Avant 1910, il y avait peu de femmes diplômées de l'enseignement supérieur, parmi lesquelles se distingue Matilde Montoya, la première femme chirurgienne, qui a fait face à de nombreuses critiques et obstacles, mais qui a été soutenue par Porfirio Díaz pour terminer ses études. Même avec un accès ouvert à la nouvelle institution, rares sont ceux qui ont osé remettre en question les normes sociales. Ceux qui l’ont fait, comme les premiers médecins, avocats et dentistes, ont été confrontés au ridicule, aux attaques et à l’incompréhension.
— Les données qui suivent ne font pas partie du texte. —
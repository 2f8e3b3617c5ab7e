#![doc = include_str!("../README.md")]

mod api;
mod cli;
mod coordinator;
mod prelude;
mod sensor;
mod tables;

use clap::{Parser, crate_version};

use crate::{cli::Args, prelude::*};

#[tokio::main(flavor = "current_thread")]
async fn main() -> Result {
    let _ = dotenvy::dotenv();
    tracing_subscriber::fmt().without_time().compact().init();
    info!(version = crate_version!(), "starting…");

    Args::parse().command.run().await?;

    info!("done!");
    Ok(())
}
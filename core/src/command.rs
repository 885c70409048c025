//! Commands: the mutating operations submitted in a sync batch.
//!
//! # Design
//! The set of command types is closed, so the arguments are an enum with one
//! variant per command type. Serde's adjacent tagging writes the variant name
//! as `type` and the payload as `args`, and the enum is flattened into
//! [`Command`] next to the correlation id and temp id. The request builder
//! only ever needs `Serialize`.

use serde::{Deserialize, Serialize};
use uuid::Uuid;

use crate::types::ResourceId;

/// A single command in a sync batch.
///
/// Serialized as `{"type": ..., "args": {...}, "uuid": ..., "temp_id": ...}`.
#[derive(Debug, Clone, PartialEq, Serialize, Deserialize)]
pub struct Command {
    #[serde(flatten)]
    pub args: CommandArgs,
    /// Matches this command to its `sync_status` entry in the response.
    #[serde(rename = "uuid")]
    pub correlation_id: String,
    /// Placeholder id for the resource this command creates, resolved through
    /// `temp_id_mapping`.
    pub temp_id: String,
}

impl Command {
    /// A command with a fresh correlation id and a fresh temp id.
    pub fn new(args: CommandArgs) -> Self {
        Self::with_temp_id(args, new_id())
    }

    /// A command with a fresh correlation id and a caller-chosen temp id, so
    /// later commands and the caller can refer to the created resource.
    pub fn with_temp_id(args: CommandArgs, temp_id: impl Into<String>) -> Self {
        Self {
            args,
            correlation_id: new_id(),
            temp_id: temp_id.into(),
        }
    }

    /// The wire name of this command's type.
    pub fn command_type(&self) -> &'static str {
        self.args.command_type()
    }
}

fn new_id() -> String {
    Uuid::new_v4().to_string()
}

/// Arguments of every supported command type.
#[derive(Debug, Clone, PartialEq, Serialize, Deserialize)]
#[serde(tag = "type", content = "args", rename_all = "snake_case")]
pub enum CommandArgs {
    ProjectAdd(AddProject),
    ProjectUpdate(UpdateProject),
    ProjectMove(MoveProject),
    ProjectDelete(ResourceRef),
    ProjectArchive(ResourceRef),
    ProjectUnarchive(ResourceRef),
    ProjectReorder(ReorderProjects),
    SectionAdd(AddSection),
    SectionUpdate(UpdateSection),
    SectionMove(MoveSection),
    SectionReorder(ReorderSections),
    SectionDelete(ResourceRef),
    SectionArchive(ResourceRef),
    SectionUnarchive(ResourceRef),
    ItemAdd(AddTask),
    ItemUpdate(UpdateTask),
    ItemMove(MoveTask),
    ItemDelete(ResourceRef),
    ItemComplete(CompleteTask),
    ItemUncomplete(ResourceRef),
    ItemClose(ResourceRef),
}

impl CommandArgs {
    pub fn command_type(&self) -> &'static str {
        match self {
            CommandArgs::ProjectAdd(_) => "project_add",
            CommandArgs::ProjectUpdate(_) => "project_update",
            CommandArgs::ProjectMove(_) => "project_move",
            CommandArgs::ProjectDelete(_) => "project_delete",
            CommandArgs::ProjectArchive(_) => "project_archive",
            CommandArgs::ProjectUnarchive(_) => "project_unarchive",
            CommandArgs::ProjectReorder(_) => "project_reorder",
            CommandArgs::SectionAdd(_) => "section_add",
            CommandArgs::SectionUpdate(_) => "section_update",
            CommandArgs::SectionMove(_) => "section_move",
            CommandArgs::SectionReorder(_) => "section_reorder",
            CommandArgs::SectionDelete(_) => "section_delete",
            CommandArgs::SectionArchive(_) => "section_archive",
            CommandArgs::SectionUnarchive(_) => "section_unarchive",
            CommandArgs::ItemAdd(_) => "item_add",
            CommandArgs::ItemUpdate(_) => "item_update",
            CommandArgs::ItemMove(_) => "item_move",
            CommandArgs::ItemDelete(_) => "item_delete",
            CommandArgs::ItemComplete(_) => "item_complete",
            CommandArgs::ItemUncomplete(_) => "item_uncomplete",
            CommandArgs::ItemClose(_) => "item_close",
        }
    }
}

/// Arguments of commands that only name their target.
#[derive(Debug, Clone, PartialEq, Serialize, Deserialize)]
pub struct ResourceRef {
    pub id: ResourceId,
}

impl ResourceRef {
    pub fn new(id: impl Into<ResourceId>) -> Self {
        Self { id: id.into() }
    }
}

/// New position of one resource among its siblings.
#[derive(Debug, Clone, PartialEq, Serialize, Deserialize)]
pub struct ChildOrder {
    pub id: ResourceId,
    pub child_order: i64,
}

// ---------------------------------------------------------------------------
// Projects
// ---------------------------------------------------------------------------

#[derive(Debug, Clone, Default, PartialEq, Serialize, Deserialize)]
pub struct AddProject {
    pub name: String,
    #[serde(skip_serializing_if = "Option::is_none")]
    pub color: Option<i64>,
    #[serde(skip_serializing_if = "Option::is_none")]
    pub parent_id: Option<ResourceId>,
    #[serde(skip_serializing_if = "Option::is_none")]
    pub child_order: Option<i64>,
    #[serde(skip_serializing_if = "Option::is_none")]
    pub is_favorite: Option<i64>,
}

/// Only the fields that are set are changed.
#[derive(Debug, Clone, PartialEq, Serialize, Deserialize)]
pub struct UpdateProject {
    pub id: ResourceId,
    #[serde(skip_serializing_if = "Option::is_none")]
    pub name: Option<String>,
    #[serde(skip_serializing_if = "Option::is_none")]
    pub color: Option<i64>,
    #[serde(skip_serializing_if = "Option::is_none")]
    pub collapsed: Option<i64>,
    #[serde(skip_serializing_if = "Option::is_none")]
    pub is_favorite: Option<i64>,
}

/// A `parent_id` of `None` makes the project a root project.
#[derive(Debug, Clone, PartialEq, Serialize, Deserialize)]
pub struct MoveProject {
    pub id: ResourceId,
    pub parent_id: Option<ResourceId>,
}

#[derive(Debug, Clone, Default, PartialEq, Serialize, Deserialize)]
pub struct ReorderProjects {
    pub projects: Vec<ChildOrder>,
}

// ---------------------------------------------------------------------------
// Sections
// ---------------------------------------------------------------------------

#[derive(Debug, Clone, PartialEq, Serialize, Deserialize)]
pub struct AddSection {
    pub name: String,
    pub project_id: ResourceId,
    #[serde(skip_serializing_if = "Option::is_none")]
    pub section_order: Option<i64>,
}

#[derive(Debug, Clone, PartialEq, Serialize, Deserialize)]
pub struct UpdateSection {
    pub id: ResourceId,
    #[serde(skip_serializing_if = "Option::is_none")]
    pub name: Option<String>,
    #[serde(skip_serializing_if = "Option::is_none")]
    pub collapsed: Option<bool>,
}

#[derive(Debug, Clone, PartialEq, Serialize, Deserialize)]
pub struct MoveSection {
    pub id: ResourceId,
    pub project_id: ResourceId,
}

#[derive(Debug, Clone, PartialEq, Serialize, Deserialize)]
pub struct SectionOrder {
    pub id: ResourceId,
    pub section_order: i64,
}

#[derive(Debug, Clone, Default, PartialEq, Serialize, Deserialize)]
pub struct ReorderSections {
    pub sections: Vec<SectionOrder>,
}

// ---------------------------------------------------------------------------
// Tasks
// ---------------------------------------------------------------------------

/// Due date as accepted by `item_add` / `item_update`: either a natural
/// language `string` or a fixed `date`.
#[derive(Debug, Clone, Default, PartialEq, Serialize, Deserialize)]
pub struct DueDate {
    #[serde(skip_serializing_if = "Option::is_none")]
    pub string: Option<String>,
    #[serde(skip_serializing_if = "Option::is_none")]
    pub date: Option<String>,
    #[serde(skip_serializing_if = "Option::is_none")]
    pub lang: Option<String>,
}

#[derive(Debug, Clone, Default, PartialEq, Serialize, Deserialize)]
pub struct AddTask {
    pub content: String,
    #[serde(skip_serializing_if = "Option::is_none")]
    pub description: Option<String>,
    #[serde(skip_serializing_if = "Option::is_none")]
    pub project_id: Option<ResourceId>,
    #[serde(skip_serializing_if = "Option::is_none")]
    pub section_id: Option<ResourceId>,
    #[serde(skip_serializing_if = "Option::is_none")]
    pub parent_id: Option<ResourceId>,
    #[serde(skip_serializing_if = "Option::is_none")]
    pub due: Option<DueDate>,
    #[serde(skip_serializing_if = "Option::is_none")]
    pub priority: Option<i64>,
    #[serde(skip_serializing_if = "Option::is_none")]
    pub child_order: Option<i64>,
    #[serde(default, skip_serializing_if = "Vec::is_empty")]
    pub labels: Vec<i64>,
}

#[derive(Debug, Clone, PartialEq, Serialize, Deserialize)]
pub struct UpdateTask {
    pub id: ResourceId,
    #[serde(skip_serializing_if = "Option::is_none")]
    pub content: Option<String>,
    #[serde(skip_serializing_if = "Option::is_none")]
    pub description: Option<String>,
    #[serde(skip_serializing_if = "Option::is_none")]
    pub due: Option<DueDate>,
    #[serde(skip_serializing_if = "Option::is_none")]
    pub priority: Option<i64>,
    #[serde(skip_serializing_if = "Option::is_none")]
    pub collapsed: Option<i64>,
    #[serde(skip_serializing_if = "Option::is_none")]
    pub labels: Option<Vec<i64>>,
}

/// Exactly one destination should be set.
#[derive(Debug, Clone, PartialEq, Serialize, Deserialize)]
pub struct MoveTask {
    pub id: ResourceId,
    #[serde(skip_serializing_if = "Option::is_none")]
    pub parent_id: Option<ResourceId>,
    #[serde(skip_serializing_if = "Option::is_none")]
    pub section_id: Option<ResourceId>,
    #[serde(skip_serializing_if = "Option::is_none")]
    pub project_id: Option<ResourceId>,
}

#[derive(Debug, Clone, PartialEq, Serialize, Deserialize)]
pub struct CompleteTask {
    pub id: ResourceId,
    #[serde(skip_serializing_if = "Option::is_none")]
    pub date_completed: Option<String>,
}

#[cfg(test)]
mod tests {
    use super::*;
    use serde_json::json;

    #[test]
    fn command_serializes_in_wire_shape() {
        let cmd = Command {
            args: CommandArgs::ProjectAdd(AddProject {
                name: "Shopping".to_string(),
                ..Default::default()
            }),
            correlation_id: "uuid".to_string(),
            temp_id: "temp_id".to_string(),
        };
        assert_eq!(
            serde_json::to_string(&cmd).unwrap(),
            r#"{"type":"project_add","args":{"name":"Shopping"},"uuid":"uuid","temp_id":"temp_id"}"#
        );
    }

    #[test]
    fn command_type_matches_serialized_tag() {
        let commands = [
            CommandArgs::ProjectArchive(ResourceRef::new(1i64)),
            CommandArgs::SectionReorder(ReorderSections::default()),
            CommandArgs::ItemUncomplete(ResourceRef::new("task1")),
            CommandArgs::ItemComplete(CompleteTask {
                id: 3i64.into(),
                date_completed: None,
            }),
        ];
        for args in commands {
            let value = serde_json::to_value(&args).unwrap();
            assert_eq!(value["type"], args.command_type());
        }
    }

    #[test]
    fn new_generates_distinct_ids() {
        let a = Command::new(CommandArgs::ProjectDelete(ResourceRef::new(1i64)));
        let b = Command::new(CommandArgs::ProjectDelete(ResourceRef::new(1i64)));
        assert_ne!(a.correlation_id, b.correlation_id);
        assert_ne!(a.temp_id, b.temp_id);
        assert!(Uuid::parse_str(&a.correlation_id).is_ok());
    }

    #[test]
    fn with_temp_id_keeps_caller_temp_id() {
        let cmd = Command::with_temp_id(
            CommandArgs::ProjectAdd(AddProject {
                name: "Parent".to_string(),
                ..Default::default()
            }),
            "project1",
        );
        assert_eq!(cmd.temp_id, "project1");
        assert_eq!(cmd.command_type(), "project_add");
    }

    #[test]
    fn move_project_to_root_sends_null_parent() {
        let args = CommandArgs::ProjectMove(MoveProject {
            id: 5i64.into(),
            parent_id: None,
        });
        assert_eq!(
            serde_json::to_value(&args).unwrap(),
            json!({"type": "project_move", "args": {"id": 5, "parent_id": null}})
        );
    }

    #[test]
    fn temp_id_references_serialize_as_strings() {
        let args = CommandArgs::SectionAdd(AddSection {
            name: "Groceries".to_string(),
            project_id: "project1".into(),
            section_order: None,
        });
        assert_eq!(
            serde_json::to_value(&args).unwrap()["args"],
            json!({"name": "Groceries", "project_id": "project1"})
        );
    }
}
A l'École de Jurisprudence, il existe une trace d'une seule femme entrée en 1910, et à ce sujet il était écrit : « parfois les professeurs ne manquaient pas de manifester leur douleur de devoir consentir à une absurdité, celle d'enseigner le droit à un femme. » .

À l'École des études supérieures, 15 étudiants étaient inscrits au premier cycle, soit une petite fraction du corps étudiant total de l'université, mais seulement 30 ans plus tard, les femmes occupaient près de 21 % des places dans l'ensemble de l'université.

A l'ombre de la révolution

L'Université nationale du Mexique est née à l'occasion du centenaire de l'indépendance, mais alors que les festivités à Mexico et dans d'autres régions du pays s'adaptaient à la vision de « civilité » que Porfirio Díaz voulait démontrer, un mécontentement généralisé contre le pouvoir était à portée de main. pour tout changer. Lors des festivités de septembre, Francisco I Madero, qui a déclenché la révolution mexicaine, a été emprisonné à San Luis Potosí pour tentative de rébellion et insulte aux autorités. Le candidat à la présidentielle s'est enfui le 6 octobre et a déclenché peu après la révolution mexicaine.

Entre fêtes, inaugurations et éloges du progrès et du développement, le régime de Porfirio Díaz a embelli Mexico. On raconte que 50 000 projecteurs ont été installés pour éclairer le Zócalo et plus de 30 000 dans l’Alameda, mais, selon les mots de Gerardo Mendive : « tant d’éclairage ne nous a pas aidé à voir clairement ce qui allait arriver ».